En esa otra manifa contra el gobierno actual ya se ha pedido que acudan los pancarteros con muchas banderas rojigualdas. Es lo que caracteriza a la derecha española, lo que la hace peligrosa y la diferencia de las derechas civilizadas de otros países, la costumbre de emplear en su beneficio los símbolos y las instituciones comunes. Y ello al tiempo (táctica del espejo) que acusa a los demás de hacerlo. Lo hace con la bandera, en el siglo pasado lo hizo con el ejército y en éste lo hace con los jueces. La táctica es bien clara: consiste en lanzar a la judicatura contra la izquierda, contra el nacionalismo vasco y catalán, contra todo lo que no sean sus intereses. Sólo el hecho de que el PP impida que se renueve el Consejo General del Poder Judicial, cuya composición refleja la mayoría absoluta del PP de la pasada legislatura, hoy inexistente, pone de manifiesto de qué se está hablando aquí, de configurar un contragobierno de jueces al servicio del PP.

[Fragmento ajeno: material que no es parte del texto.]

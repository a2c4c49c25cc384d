//! Read and compare-then-write of the config file
//!
//! A [`Snapshot`] holds the bytes of one read. The file is never decoded,
//! so bytes outside the edited declaration survive exactly, UTF-8 or not.
//! Saving compares against the snapshot and skips the write when nothing
//! changed. The write itself runs under an exclusive `fd-lock`; the lock
//! does not cover the read that preceded it.

use crate::error::{TransformerError, TransformerResult};
use fd_lock::RwLock;
use std::fs::OpenOptions;
use std::io::{ErrorKind, Write};
use std::path::{Path, PathBuf};

/// Contents of the config file as last read
#[derive(Debug, Clone, PartialEq, Eq)]
pub struct Snapshot {
    path: PathBuf,
    bytes: Vec<u8>,
}

impl Snapshot {
    /// Read the file at `path`
    ///
    /// # Errors
    /// - `TransformerError::EmptyFile` if the file no longer exists
    /// - `TransformerError::ReadFailure` on any other IO error
    pub fn read(path: impl AsRef<Path>) -> TransformerResult<Self> {
        let path = path.as_ref();
        let bytes = std::fs::read(path).map_err(|source| {
            if source.kind() == ErrorKind::NotFound {
                TransformerError::EmptyFile {
                    path: path.to_path_buf(),
                }
            } else {
                TransformerError::read_failure(path, source)
            }
        })?;

        Ok(Self {
            path: path.to_path_buf(),
            bytes,
        })
    }

    /// File path
    #[inline]
    #[must_use]
    pub fn path(&self) -> &Path {
        &self.path
    }

    /// Bytes as read
    #[inline]
    #[must_use]
    pub fn bytes(&self) -> &[u8] {
        &self.bytes
    }

    /// Whether the file was empty
    #[inline]
    #[must_use]
    pub fn is_empty(&self) -> bool {
        self.bytes.is_empty()
    }

    /// Write `new_bytes` back unless they equal the snapshot
    ///
    /// Returns `false` without touching the file when nothing changed. The
    /// full content is written in one pass while holding the lock.
    ///
    /// # Errors
    /// Returns `TransformerError::WriteFailure` if opening, locking or writing fails
    pub fn save(&self, new_bytes: &[u8]) -> TransformerResult<bool> {
        if new_bytes == self.bytes.as_slice() {
            tracing::debug!(path = %self.path.display(), "content unchanged, skipping write");
            return Ok(false);
        }

        let fail = |source| TransformerError::write_failure(&self.path, source);

        let file = OpenOptions::new().write(true).open(&self.path).map_err(fail)?;
        let mut lock = RwLock::new(file);
        let mut guard = lock.write().map_err(fail)?;
        guard.set_len(0).map_err(fail)?;
        guard.write_all(new_bytes).map_err(fail)?;
        guard.flush().map_err(fail)?;

        tracing::info!(
            path = %self.path.display(),
            bytes = new_bytes.len(),
            "config file written"
        );
        Ok(true)
    }
}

¿Alguna duda? Con una altanería que sólo admite atenuación si se debe a ignorancia, el presidente del TSJPV recordó hace un par de fechas al Lehendakari Ibarretxe que "en España, ninguna autoridad está por encima de la ley". ¿Cómo que no? El señor magistrado falta a la verdad. El artículo 56.1 de la Constitución dice:

"La persona del Rey es inviolable y no está sujeta a responsabilidad."

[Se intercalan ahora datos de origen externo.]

//! Error types for the transformer
//!
//! Provides error handling for:
//! - Construction (path checks)
//! - Inspection (reading and scanning storage)
//! - Mutation (anchor lookup)
//! - Persistence (locked write-back)

use std::path::PathBuf;
use wpconf_dialect::DialectError;

/// Errors raised by [`crate::ConfigTransformer`] operations
#[derive(Debug, thiserror::Error)]
pub enum TransformerError {
    /// Target path does not exist
    #[error("config file does not exist: {}", .path.display())]
    PathMissing { path: PathBuf },

    /// Target path cannot be opened for reading
    #[error("config file is not readable: {}: {source}", .path.display())]
    NotReadable {
        path: PathBuf,
        #[source]
        source: std::io::Error,
    },

    /// Target path cannot be opened for writing
    #[error("config file is not writable: {}: {source}", .path.display())]
    NotWritable {
        path: PathBuf,
        #[source]
        source: std::io::Error,
    },

    /// Storage was read as empty or absent
    #[error("config file is empty: {}", .path.display())]
    EmptyFile { path: PathBuf },

    /// Scan found neither constants nor variables
    #[error("no constants or variables found in {}", .path.display())]
    NoDeclarations { path: PathBuf },

    /// Requested kind has no declarations in the file, or is not a kind at all
    #[error("unknown declaration kind: '{0}'")]
    UnknownKind(String),

    /// Insertion anchor text is not in the file
    #[error("anchor not found: '{anchor}'")]
    AnchorNotFound { anchor: String },

    /// IO error while re-reading storage
    #[error("io error reading {}: {source}", .path.display())]
    ReadFailure {
        path: PathBuf,
        #[source]
        source: std::io::Error,
    },

    /// IO error while writing storage
    #[error("io error writing {}: {source}", .path.display())]
    WriteFailure {
        path: PathBuf,
        #[source]
        source: std::io::Error,
    },

    /// Transformer configuration could not be parsed
    #[error("invalid configuration: {0}")]
    InvalidConfig(#[from] toml::de::Error),
}

impl TransformerError {
    /// Create read failure for path
    pub fn read_failure(path: impl Into<PathBuf>, source: std::io::Error) -> Self {
        Self::ReadFailure {
            path: path.into(),
            source,
        }
    }

    /// Create write failure for path
    pub fn write_failure(path: impl Into<PathBuf>, source: std::io::Error) -> Self {
        Self::WriteFailure {
            path: path.into(),
            source,
        }
    }

    /// Whether the error was raised before storage was touched
    #[inline]
    #[must_use]
    pub fn is_construction(&self) -> bool {
        matches!(
            self,
            Self::PathMissing { .. } | Self::NotReadable { .. } | Self::NotWritable { .. }
        )
    }
}

impl From<DialectError> for TransformerError {
    fn from(err: DialectError) -> Self {
        match err {
            DialectError::UnknownKind(kind) => Self::UnknownKind(kind),
        }
    }
}

/// Result type alias for transformer operations
pub type TransformerResult<T> = Result<T, TransformerError>;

De modo que sí hay una autoridad por encima de la ley. O el Rey no es autoridad (cosa imposible por cuanto es el depositario de la auctoritas, ya que no de la potestas) o el señor magistrado del TSJPV no sabe lo que dice. O lo sabe muy bien y lo dice como parte de ese designio de constituir en España una especie de gobierno de "facto" de los jueces que pueda contrarrestar las veleidades moderadamente izquierdistas del electorado; y de gobierno arbitrario porque si el Tribunal Supremo no ve delito en que unxs u otrxs políticxs se reunan con el estigmatizado Otegi, ¿a santo de qué admite este otro Tribunal Superior, pero inferior al Supremo, a trámite esta querella? De nuevo ¿alguna duda? A santo de entorpecer la labor del ejecutivo de Vitoria e interferir en ella y de hacerlo gratis pues nadie va a reclamar después responsabilidades a estos magistrados.

Porque uno de los aspectos más irritantes de esta instrumentalización de los tribunales al servicio de una facción política es el hecho de que el poder judicial sea el único que no se legitima mediante el voto del ciudadano. Sería conveniente que el PSOE acordara ir a las próximas elecciones legislativas con un proyecto de clara reforma de la estructura del Poder Judicial español. Ya está bien de que una judicatura claramente conservadora se ponga al servicio de proyectos políticos partidistas sin tener que dar cuenta de sus actos.